Acusan a exmilitar de filtrar información clasificada a periodista
Courtney Williams, de 40 años, residente de Carolina del Norte, fue imputada por un gran jurado federal por la filtración de información de seguridad nacional
Autoridades aseguran que la información compartida fue publicada en un libro y artículos periodísticos. Crédito: Sakchai Lalit | AP
El Departamento de Justicia dio a conocer la acusación formal a una exmilitar por la presunta filtración de información clasificada de defensa nacional a un periodista, en un caso que vuelve a poner en debate los límites entre la seguridad del Estado y la libertad de prensa.
El FBI arrestó a Courtney Williams, de 40 años, residente de Carolina del Norte, quien fue imputada por un gran jurado federal, relacionada con la divulgación indebida de información de defensa nacional.
Según las autoridades, Williams habría transmitido información clasificada a personas no autorizadas, incluyendo a un periodista, lo que representa una posible violación de la llamada Ley de Espionaje de Estados Unidos.
El Fiscal General Adjunto para Seguridad Nacional, John A. Eisenberg, subrayó la gravedad del caso: “Quienes poseen autorización de seguridad asumen la solemne obligación de proteger la información clasificada que se les confía”.
De acuerdo con documentos judiciales, Williams trabajó entre 2010 y 2016 en una unidad militar especial con acceso a información de alto secreto.
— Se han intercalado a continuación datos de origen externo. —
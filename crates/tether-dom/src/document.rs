//! # Element tree
//!
//! A minimal in-memory element tree. Every mutation is turned into a
//! `ChangeRecord` and queued for each observation interested in it; queued
//! records are handed to their callbacks in batches by `Document::flush`,
//! which the host calls at the end of each event-loop turn.
//!
//! ```rust
//! use std::cell::RefCell;
//! use std::rc::Rc;
//! use tether_dom::*;
//!
//! let doc = Document::new();
//! let panel = doc.create_element("section");
//! let seen = Rc::new(RefCell::new(Vec::new()));
//!
//! let sink = seen.clone();
//! let observation = panel
//!     .observe(ObserveOptions::new().attributes(), move |records| {
//!         sink.borrow_mut().extend(records.iter().cloned())
//!     })
//!     .unwrap();
//!
//! panel.set_attribute("aria-busy", "true");
//! assert!(seen.borrow().is_empty());
//! doc.flush();
//! assert_eq!(seen.borrow().len(), 1);
//!
//! observation.disconnect();
//! assert_eq!(doc.active_observations(), 0);
//! ```

use std::cell::RefCell;
use std::collections::BTreeMap;
use std::rc::{Rc, Weak};

use slotmap::{SlotMap, new_key_type};
use smallvec::SmallVec;

use crate::{DomError, ObserveError, ObserveFlags, ObserveOptions};

new_key_type! {
    pub struct NodeId;
    pub struct ObservationId;
}

pub type MutationCallback = Rc<dyn Fn(&[ChangeRecord])>;

/// Nodes added or removed by one child-list change.
pub type NodeList = SmallVec<[Element; 1]>;

#[derive(Clone, Debug, PartialEq)]
pub enum ChangeKind {
    ChildList { added: NodeList, removed: NodeList },
    Attributes { name: String, old_value: Option<String> },
    CharacterData { old_value: Option<String> },
}

/// One observed change. `old_value` fields are only filled in when the
/// observation asked for them.
#[derive(Clone, Debug, PartialEq)]
pub struct ChangeRecord {
    pub target: Element,
    pub kind: ChangeKind,
}

// Queued form of a `ChangeRecord`. Holds node ids rather than `Element`s so
// undelivered records don't keep their document alive.
#[derive(Clone)]
enum PendingKind {
    ChildList {
        added: SmallVec<[NodeId; 1]>,
        removed: SmallVec<[NodeId; 1]>,
    },
    Attributes { name: String, old_value: Option<String> },
    CharacterData { old_value: Option<String> },
}

#[derive(Clone)]
struct Pending {
    target: NodeId,
    kind: PendingKind,
}

impl Pending {
    fn for_observer(&self, options: &ObserveOptions) -> Pending {
        let mut record = self.clone();
        match &mut record.kind {
            PendingKind::Attributes { old_value, .. }
                if !options.flags.contains(ObserveFlags::ATTRIBUTE_OLD_VALUE) =>
            {
                *old_value = None
            }
            PendingKind::CharacterData { old_value }
                if !options.flags.contains(ObserveFlags::CHARACTER_DATA_OLD_VALUE) =>
            {
                *old_value = None
            }
            _ => {}
        }
        record
    }

    fn resolve(self, doc: &Document) -> ChangeRecord {
        let handle = |id: NodeId| Element {
            doc: doc.clone(),
            id,
        };
        let kind = match self.kind {
            PendingKind::ChildList { added, removed } => ChangeKind::ChildList {
                added: added.into_iter().map(handle).collect(),
                removed: removed.into_iter().map(handle).collect(),
            },
            PendingKind::Attributes { name, old_value } => ChangeKind::Attributes { name, old_value },
            PendingKind::CharacterData { old_value } => ChangeKind::CharacterData { old_value },
        };
        ChangeRecord {
            target: handle(self.target),
            kind,
        }
    }
}

struct Node {
    tag: String,
    attributes: BTreeMap<String, String>,
    text: String,
    children: Vec<NodeId>,
    parent: Option<NodeId>,
}

struct Registration {
    target: NodeId,
    options: ObserveOptions,
    callback: MutationCallback,
    queue: Vec<Pending>,
    seq: u64,
}

#[derive(Default)]
struct DocumentInner {
    nodes: SlotMap<NodeId, Node>,
    observers: SlotMap<ObservationId, Registration>,
    next_seq: u64,
}

fn is_inclusive_ancestor(nodes: &SlotMap<NodeId, Node>, ancestor: NodeId, node: NodeId) -> bool {
    let mut node = Some(node);
    while let Some(n) = node {
        if n == ancestor {
            return true;
        }
        node = nodes.get(n).and_then(|n| n.parent);
    }
    false
}

impl DocumentInner {
    fn queue(&mut self, target: NodeId, kind: PendingKind) {
        let record = Pending { target, kind };
        let nodes = &self.nodes;
        for reg in self.observers.values_mut() {
            let reaches = reg.target == target
                || (reg.options.flags.contains(ObserveFlags::SUBTREE)
                    && is_inclusive_ancestor(nodes, reg.target, target));
            if !reaches {
                continue;
            }
            let wanted = match &record.kind {
                PendingKind::ChildList { .. } => reg.options.flags.contains(ObserveFlags::CHILD_LIST),
                PendingKind::Attributes { name, .. } => reg.options.accepts_attribute(name),
                PendingKind::CharacterData { .. } => {
                    reg.options.flags.contains(ObserveFlags::CHARACTER_DATA)
                }
            };
            if wanted {
                reg.queue.push(record.for_observer(&reg.options));
            }
        }
    }
}

/// Owner of an element tree and of the observations on it. Clones share state.
#[derive(Clone, Default)]
pub struct Document(Rc<RefCell<DocumentInner>>);

impl Document {
    pub fn new() -> Self {
        Self::default()
    }

    pub fn create_element(&self, tag: impl Into<String>) -> Element {
        let id = self.0.borrow_mut().nodes.insert(Node {
            tag: tag.into(),
            attributes: BTreeMap::new(),
            text: String::new(),
            children: Vec::new(),
            parent: None,
        });
        Element {
            doc: self.clone(),
            id,
        }
    }

    /// Delivers queued records to their callbacks, in observation creation
    /// order. Records produced by the callbacks themselves are delivered in the
    /// same flush; an observation disconnected by an earlier callback gets
    /// nothing. Returns the number of records delivered.
    pub fn flush(&self) -> usize {
        let mut delivered = 0;
        loop {
            let mut batches: Vec<(u64, ObservationId, MutationCallback, Vec<Pending>)> = {
                let mut inner = self.0.borrow_mut();
                inner
                    .observers
                    .iter_mut()
                    .filter(|(_, reg)| !reg.queue.is_empty())
                    .map(|(id, reg)| (reg.seq, id, reg.callback.clone(), std::mem::take(&mut reg.queue)))
                    .collect()
            };
            if batches.is_empty() {
                break;
            }
            batches.sort_by_key(|(seq, ..)| *seq);

            for (_, id, callback, pending) in batches {
                if !self.0.borrow().observers.contains_key(id) {
                    log::trace!("skipping {} record(s) for disconnected {id:?}", pending.len());
                    continue;
                }
                let records: Vec<ChangeRecord> = pending.into_iter().map(|p| p.resolve(self)).collect();
                log::trace!("delivering {} mutation record(s)", records.len());
                delivered += records.len();
                callback(&records);
            }
        }
        delivered
    }

    pub fn active_observations(&self) -> usize {
        self.0.borrow().observers.len()
    }

    fn ptr_eq(&self, other: &Document) -> bool {
        Rc::ptr_eq(&self.0, &other.0)
    }
}

/// Handle to one element. Equality is node identity.
#[derive(Clone)]
pub struct Element {
    doc: Document,
    id: NodeId,
}

impl PartialEq for Element {
    fn eq(&self, other: &Self) -> bool {
        self.id == other.id && self.doc.ptr_eq(&other.doc)
    }
}

impl Eq for Element {}

impl std::fmt::Debug for Element {
    fn fmt(&self, f: &mut std::fmt::Formatter<'_>) -> std::fmt::Result {
        let tag = self
            .doc
            .0
            .try_borrow()
            .ok()
            .and_then(|inner| inner.nodes.get(self.id).map(|n| n.tag.clone()));
        f.debug_struct("Element")
            .field("tag", &tag.as_deref().unwrap_or("?"))
            .field("id", &self.id)
            .finish()
    }
}

impl Element {
    fn handle(&self, id: NodeId) -> Element {
        Element {
            doc: self.doc.clone(),
            id,
        }
    }

    fn read<R>(&self, f: impl FnOnce(&Node) -> R) -> R {
        let inner = self.doc.0.borrow();
        f(&inner.nodes[self.id])
    }

    pub fn document(&self) -> &Document {
        &self.doc
    }

    pub fn tag(&self) -> String {
        self.read(|n| n.tag.clone())
    }

    pub fn parent(&self) -> Option<Element> {
        self.read(|n| n.parent).map(|id| self.handle(id))
    }

    pub fn children(&self) -> Vec<Element> {
        self.read(|n| n.children.clone())
            .into_iter()
            .map(|id| self.handle(id))
            .collect()
    }

    pub fn attribute(&self, name: &str) -> Option<String> {
        self.read(|n| n.attributes.get(name).cloned())
    }

    pub fn text(&self) -> String {
        self.read(|n| n.text.clone())
    }

    /// Appends `child`, first detaching it from its current parent.
    pub fn append_child(&self, child: &Element) -> Result<(), DomError> {
        if !self.doc.ptr_eq(&child.doc) {
            return Err(DomError::ForeignNode);
        }
        if is_inclusive_ancestor(&self.doc.0.borrow().nodes, child.id, self.id) {
            return Err(DomError::HierarchyCycle);
        }
        if let Some(old_parent) = child.parent() {
            old_parent.remove_child(child)?;
        }

        let mut inner = self.doc.0.borrow_mut();
        inner.nodes[self.id].children.push(child.id);
        inner.nodes[child.id].parent = Some(self.id);
        inner.queue(
            self.id,
            PendingKind::ChildList {
                added: smallvec::smallvec![child.id],
                removed: SmallVec::new(),
            },
        );
        Ok(())
    }

    pub fn remove_child(&self, child: &Element) -> Result<(), DomError> {
        if !self.doc.ptr_eq(&child.doc) {
            return Err(DomError::ForeignNode);
        }
        let mut inner = self.doc.0.borrow_mut();
        let Some(pos) = inner.nodes[self.id].children.iter().position(|c| *c == child.id) else {
            return Err(DomError::NotAChild);
        };
        // Queue while the child is still attached so subtree observers above
        // the parent see it.
        inner.queue(
            self.id,
            PendingKind::ChildList {
                added: SmallVec::new(),
                removed: smallvec::smallvec![child.id],
            },
        );
        inner.nodes[self.id].children.remove(pos);
        inner.nodes[child.id].parent = None;
        Ok(())
    }

    pub fn set_attribute(&self, name: impl Into<String>, value: impl Into<String>) {
        let name = name.into();
        let mut inner = self.doc.0.borrow_mut();
        let old_value = inner.nodes[self.id]
            .attributes
            .insert(name.clone(), value.into());
        inner.queue(self.id, PendingKind::Attributes { name, old_value });
    }

    /// Removes `name`, returning its value. Absent attributes produce no record.
    pub fn remove_attribute(&self, name: &str) -> Option<String> {
        let mut inner = self.doc.0.borrow_mut();
        let old_value = inner.nodes[self.id].attributes.remove(name)?;
        inner.queue(
            self.id,
            PendingKind::Attributes {
                name: name.to_string(),
                old_value: Some(old_value.clone()),
            },
        );
        Some(old_value)
    }

    /// Replaces the element's text content.
    pub fn set_text(&self, text: impl Into<String>) {
        let mut inner = self.doc.0.borrow_mut();
        let old = std::mem::replace(&mut inner.nodes[self.id].text, text.into());
        inner.queue(
            self.id,
            PendingKind::CharacterData {
                old_value: Some(old),
            },
        );
    }

    /// Starts reporting changes on this element (and its descendants with
    /// `SUBTREE`) to `callback`. The returned guard disconnects on drop.
    pub fn observe(
        &self,
        options: ObserveOptions,
        callback: impl Fn(&[ChangeRecord]) + 'static,
    ) -> Result<Observation, ObserveError> {
        let options = options.normalize()?;
        let mut inner = self.doc.0.borrow_mut();
        let seq = inner.next_seq;
        inner.next_seq += 1;
        let id = inner.observers.insert(Registration {
            target: self.id,
            options,
            callback: Rc::new(callback),
            queue: Vec::new(),
            seq,
        });
        log::trace!("observation {id:?} attached");
        Ok(Observation {
            doc: Rc::downgrade(&self.doc.0),
            id,
        })
    }
}

/// Live subscription created by `Element::observe`.
#[must_use = "dropping an Observation disconnects it"]
pub struct Observation {
    doc: Weak<RefCell<DocumentInner>>,
    id: ObservationId,
}

impl Observation {
    /// Stops delivery and discards queued records. Safe to call repeatedly.
    pub fn disconnect(&self) {
        let Some(doc) = self.doc.upgrade() else {
            return;
        };
        let removed = doc.borrow_mut().observers.remove(self.id);
        if removed.is_some() {
            log::trace!("observation {:?} disconnected", self.id);
        }
        // The callback may own other observations; drop it with the document unborrowed.
        drop(removed);
    }

    pub fn is_connected(&self) -> bool {
        self.doc
            .upgrade()
            .is_some_and(|doc| doc.borrow().observers.contains_key(self.id))
    }

    /// Removes and returns records queued but not yet delivered.
    pub fn take_records(&self) -> Vec<ChangeRecord> {
        let Some(doc) = self.doc.upgrade().map(Document) else {
            return Vec::new();
        };
        let pending = doc
            .0
            .borrow_mut()
            .observers
            .get_mut(self.id)
            .map(|reg| std::mem::take(&mut reg.queue))
            .unwrap_or_default();
        pending.into_iter().map(|p| p.resolve(&doc)).collect()
    }
}

impl Drop for Observation {
    fn drop(&mut self) {
        self.disconnect();
    }
}

impl std::fmt::Debug for Observation {
    fn fmt(&self, f: &mut std::fmt::Formatter<'_>) -> std::fmt::Result {
        f.debug_struct("Observation")
            .field("id", &self.id)
            .field("connected", &self.is_connected())
            .finish()
    }
}
use std::cell::RefCell;
use std::rc::Rc;

/// Cleanup guard shared between a scope and whoever launched the effect.
#[derive(Clone)]
pub struct Dispose(Rc<RefCell<Option<Box<dyn FnOnce()>>>>);

impl Dispose {
    pub fn new(f: impl FnOnce() + 'static) -> Self {
        Self(Rc::new(RefCell::new(Some(Box::new(f)))))
    }

    /// A guard with nothing to clean up.
    pub fn noop() -> Self {
        Self(Rc::new(RefCell::new(None)))
    }

    /// Runs at most once (safe to call multiple times).
    pub fn run(&self) {
        // Take before calling so a re-entrant `run` from inside `f` is inert.
        let f = self.0.borrow_mut().take();
        if let Some(f) = f {
            f()
        }
    }

    pub fn is_spent(&self) -> bool {
        self.0.borrow().is_none()
    }
}

impl std::fmt::Debug for Dispose {
    fn fmt(&self, f: &mut std::fmt::Formatter<'_>) -> std::fmt::Result {
        f.debug_struct("Dispose")
            .field("spent", &self.is_spent())
            .finish()
    }
}

/// Runs `f()` immediately and returns its `Dispose`.
pub fn effect<F>(f: F) -> Dispose
where
    F: FnOnce() -> Dispose + 'static,
{
    let d = f();

    // auto-register cleanup in the current scope if one exists
    if let Some(scope) = crate::scope::current_scope() {
        let d2 = d.clone();
        scope.add_disposer(move || d2.run());
    }

    d
}

/// Helper to register cleanup inside effect.
pub fn on_unmount(f: impl FnOnce() + 'static) -> Dispose {
    Dispose::new(f)
}
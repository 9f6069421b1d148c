//! # Observation targets
//!
//! `tether-dom` gives Tether surfaces something to watch: an in-memory element
//! tree (`Document`, `Element`) whose mutations are reported as
//! `ChangeRecord`s, and `mutation_watcher`, a hook that keeps exactly one
//! observation per callsite alive for the lifetime of its surface.
//!
//! ```rust
//! use std::cell::Cell;
//! use std::rc::Rc;
//! use tether_core::Surface;
//! use tether_dom::*;
//!
//! let doc = Document::new();
//! let list = doc.create_element("ul");
//! let changes = Rc::new(Cell::new(0));
//!
//! let surface = Surface::new("list");
//! let c = changes.clone();
//! surface
//!     .compose(|| {
//!         mutation_watcher(Some(&list), ObserveOptions::new().child_list(), move |records| {
//!             c.set(c.get() + records.len())
//!         })
//!     })
//!     .unwrap();
//!
//! list.append_child(&doc.create_element("li")).unwrap();
//! doc.flush();
//! assert_eq!(changes.get(), 1);
//!
//! surface.dispose();
//! assert_eq!(doc.active_observations(), 0);
//! ```

pub mod document;
pub mod error;
pub mod options;
pub mod tests;
pub mod watcher;

pub use document::*;
pub use error::*;
pub use options::*;
pub use watcher::*;
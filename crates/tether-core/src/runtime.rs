use std::any::Any;
use std::cell::{Cell, RefCell};
use std::collections::HashMap;
use std::rc::Rc;

use crate::scope::Scope;
use crate::{Spawner, SurfaceError, with_spawner};

thread_local! {
    pub static COMPOSER: RefCell<Composer> = RefCell::new(Composer::default());
}

/// Slot table of one surface. Installed into `COMPOSER` while that surface composes.
#[derive(Default)]
pub struct Composer {
    pub slots: Vec<Box<dyn Any>>,
    pub cursor: usize,
    pub keyed_slots: HashMap<String, Box<dyn Any>>,
}

impl Composer {
    pub fn len(&self) -> usize {
        self.slots.len() + self.keyed_slots.len()
    }

    pub fn is_empty(&self) -> bool {
        self.len() == 0
    }
}

enum Lookup<T> {
    Hit(Rc<T>),
    Vacant(usize),
    Mismatch(usize),
}

fn lookup_positional<T: 'static>() -> Lookup<T> {
    COMPOSER.with(|c| {
        let mut c = c.borrow_mut();
        let cursor = c.cursor;
        c.cursor += 1;

        match c.slots.get(cursor) {
            None => Lookup::Vacant(cursor),
            Some(slot) => match slot.downcast_ref::<Rc<T>>() {
                Some(rc) => Lookup::Hit(rc.clone()),
                None => Lookup::Mismatch(cursor),
            },
        }
    })
}

fn store_positional<T: 'static>(cursor: usize, rc: Rc<T>) {
    COMPOSER.with(|c| {
        let mut c = c.borrow_mut();
        if cursor < c.slots.len() {
            c.slots[cursor] = Box::new(rc);
        } else {
            // keep the table dense
            while c.slots.len() < cursor {
                c.slots.push(Box::new(()));
            }
            c.slots.push(Box::new(rc));
        }
    })
}

/// Slot-based remember (sequential composition only)
pub fn remember<T: 'static>(init: impl FnOnce() -> T) -> Rc<T> {
    remember_with_seed((), |()| init()).0
}

/// Positional remember that only consumes `seed` when the slot is created.
///
/// Returns the slot value and, when the slot already existed, the unused seed.
pub fn remember_with_seed<S, T: 'static>(seed: S, init: impl FnOnce(S) -> T) -> (Rc<T>, Option<S>) {
    let cursor = match lookup_positional::<T>() {
        Lookup::Hit(rc) => return (rc, Some(seed)),
        Lookup::Vacant(cursor) => cursor,
        Lookup::Mismatch(cursor) => {
            // replace (else panics)
            log::warn!(
                "remember: slot {} type changed; replacing. \
                 If this is due to conditional composition, prefer remember_with_key.",
                cursor
            );
            cursor
        }
    };

    // `init` runs without the slot table borrowed.
    let rc = Rc::new(init(seed));
    store_positional(cursor, rc.clone());
    (rc, None)
}

/// Key-based remember
pub fn remember_with_key<T: 'static>(key: impl Into<String>, init: impl FnOnce() -> T) -> Rc<T> {
    let key = key.into();
    let existing = COMPOSER.with(|c| {
        let c = c.borrow();
        c.keyed_slots.get(&key).map(|existing| {
            existing.downcast_ref::<Rc<T>>().cloned().ok_or(())
        })
    });

    match existing {
        Some(Ok(rc)) => return rc,
        Some(Err(())) => log::warn!(
            "remember_with_key: key '{}' reused with a different type; replacing.",
            key
        ),
        None => {}
    }

    let rc: Rc<T> = Rc::new(init());
    COMPOSER.with(|c| c.borrow_mut().keyed_slots.insert(key, Box::new(rc.clone())));
    rc
}

pub fn remember_state<T: 'static>(init: impl FnOnce() -> T) -> Rc<RefCell<T>> {
    remember(|| RefCell::new(init()))
}

pub fn remember_state_with_key<T: 'static>(
    key: impl Into<String>,
    init: impl FnOnce() -> T,
) -> Rc<RefCell<T>> {
    remember_with_key(key, || RefCell::new(init()))
}

/// The owning UI unit: activated by its first `compose`, re-evaluated by every
/// later one, torn down once by `dispose` (or drop).
///
/// ```rust
/// use tether_core::*;
///
/// let surface = Surface::new("profile");
/// let render = || {
///     let renders = remember(|| std::cell::Cell::new(0));
///     renders.set(renders.get() + 1);
///     renders.get()
/// };
/// assert_eq!(surface.compose(render).unwrap(), 1);
/// assert_eq!(surface.compose(render).unwrap(), 2);
/// surface.dispose();
/// assert!(surface.compose(render).is_err());
/// ```
pub struct Surface {
    label: String,
    composer: RefCell<Composer>,
    scope: Scope,
    spawner: Option<Spawner>,
    passes: Cell<u64>,
    composing: Cell<bool>,
}

struct ComposeGuard<'a> {
    surface: &'a Surface,
    prev: Option<Composer>,
}

impl<'a> ComposeGuard<'a> {
    fn begin(surface: &'a Surface) -> Self {
        let mut own = std::mem::take(&mut *surface.composer.borrow_mut());
        own.cursor = 0;
        let prev = COMPOSER.with(|c| std::mem::replace(&mut *c.borrow_mut(), own));
        surface.composing.set(true);
        ComposeGuard {
            surface,
            prev: Some(prev),
        }
    }
}

impl Drop for ComposeGuard<'_> {
    fn drop(&mut self) {
        let prev = self.prev.take().unwrap_or_default();
        let own = COMPOSER.with(|c| std::mem::replace(&mut *c.borrow_mut(), prev));
        *self.surface.composer.borrow_mut() = own;
        self.surface.composing.set(false);
    }
}

impl Surface {
    pub fn new(label: impl Into<String>) -> Self {
        Self {
            label: label.into(),
            composer: RefCell::new(Composer::default()),
            scope: Scope::new(),
            spawner: None,
            passes: Cell::new(0),
            composing: Cell::new(false),
        }
    }

    /// Executor that async hooks composed in this surface spawn onto.
    pub fn with_spawner(mut self, spawn: impl futures::task::LocalSpawn + 'static) -> Self {
        self.spawner = Some(Spawner::new(spawn));
        self
    }

    pub fn label(&self) -> &str {
        &self.label
    }

    pub fn scope(&self) -> &Scope {
        &self.scope
    }

    /// Number of completed or running composition passes.
    pub fn passes(&self) -> u64 {
        self.passes.get()
    }

    pub fn is_active(&self) -> bool {
        !self.scope.is_disposed()
    }

    /// Runs one composition pass of `f` against this surface's slots.
    pub fn compose<R>(&self, f: impl FnOnce() -> R) -> Result<R, SurfaceError> {
        if self.scope.is_disposed() {
            return Err(SurfaceError::Disposed(self.label.clone()));
        }
        if self.composing.get() {
            return Err(SurfaceError::Reentrant(self.label.clone()));
        }

        let pass = self.passes.get() + 1;
        self.passes.set(pass);
        if pass == 1 {
            log::debug!("surface '{}' activated", self.label);
        }

        let _guard = ComposeGuard::begin(self);
        let result = match &self.spawner {
            Some(spawner) => with_spawner(spawner.clone(), || self.scope.run(f)),
            None => self.scope.run(f),
        };
        Ok(result)
    }

    /// Tears the surface down: runs every registered cleanup once, then drops
    /// all slots. Later calls are no-ops.
    pub fn dispose(&self) {
        if self.scope.is_disposed() {
            return;
        }
        log::debug!(
            "surface '{}' disposed after {} pass(es)",
            self.label,
            self.passes.get()
        );
        self.scope.dispose();
        let slots = std::mem::take(&mut *self.composer.borrow_mut());
        drop(slots);
    }

    /// Number of slots (positional and keyed) currently held.
    pub fn slot_count(&self) -> usize {
        self.composer.borrow().len()
    }
}

impl Drop for Surface {
    fn drop(&mut self) {
        self.dispose();
    }
}

impl std::fmt::Debug for Surface {
    fn fmt(&self, f: &mut std::fmt::Formatter<'_>) -> std::fmt::Result {
        f.debug_struct("Surface")
            .field("label", &self.label)
            .field("passes", &self.passes.get())
            .field("active", &self.is_active())
            .finish()
    }
}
Posteriormente, entre 2022 y 2025, mantuvo contacto constante con un periodista, con quien intercambió más de 180 mensajes y sostuvo más de 10 horas de llamadas telefónicas.
El fiscal federal Ellis Boyle señaló que “Presentaremos cargos penales para garantizar la seguridad […] cuando encontremos filtraciones que antepongan intereses personales a la seguridad nacional”.
Las investigaciones apuntan a que parte de la información compartida fue publicada en un libro y artículos periodísticos, donde Williams fue citada directamente como fuente. Algunas de esas declaraciones contenían datos clasificados sobre tácticas y operaciones militares.
En ese contexto, el subdirector del FBI, Roman Rozhavsky, afirmó “esta acusación debe servir como una seria advertencia […] si ponen en peligro nuestra seguridad nacional al divulgar información clasificada sin autorización, el FBI los hará responsables”.
Este caso se da en un contexto de creciente tensión entre el gobierno y los medios de comunicación en temas de seguridad nacional. Recientemente, el presidente Donald Trump declaró que exigirá a un periodista revelar la fuente que informó sobre la desaparición de un piloto en Irán.
Incluso, Trump advirtió que, si el periodista se niega, podría enfrentar consecuencias legales: “Si no revela su fuente, debería ir a la cárcel”.
Estas declaraciones han generado preocupación entre organizaciones de defensa de la libertad de prensa, que advierten sobre posibles presiones gubernamentales para obligar a periodistas a revelar fuentes confidenciales.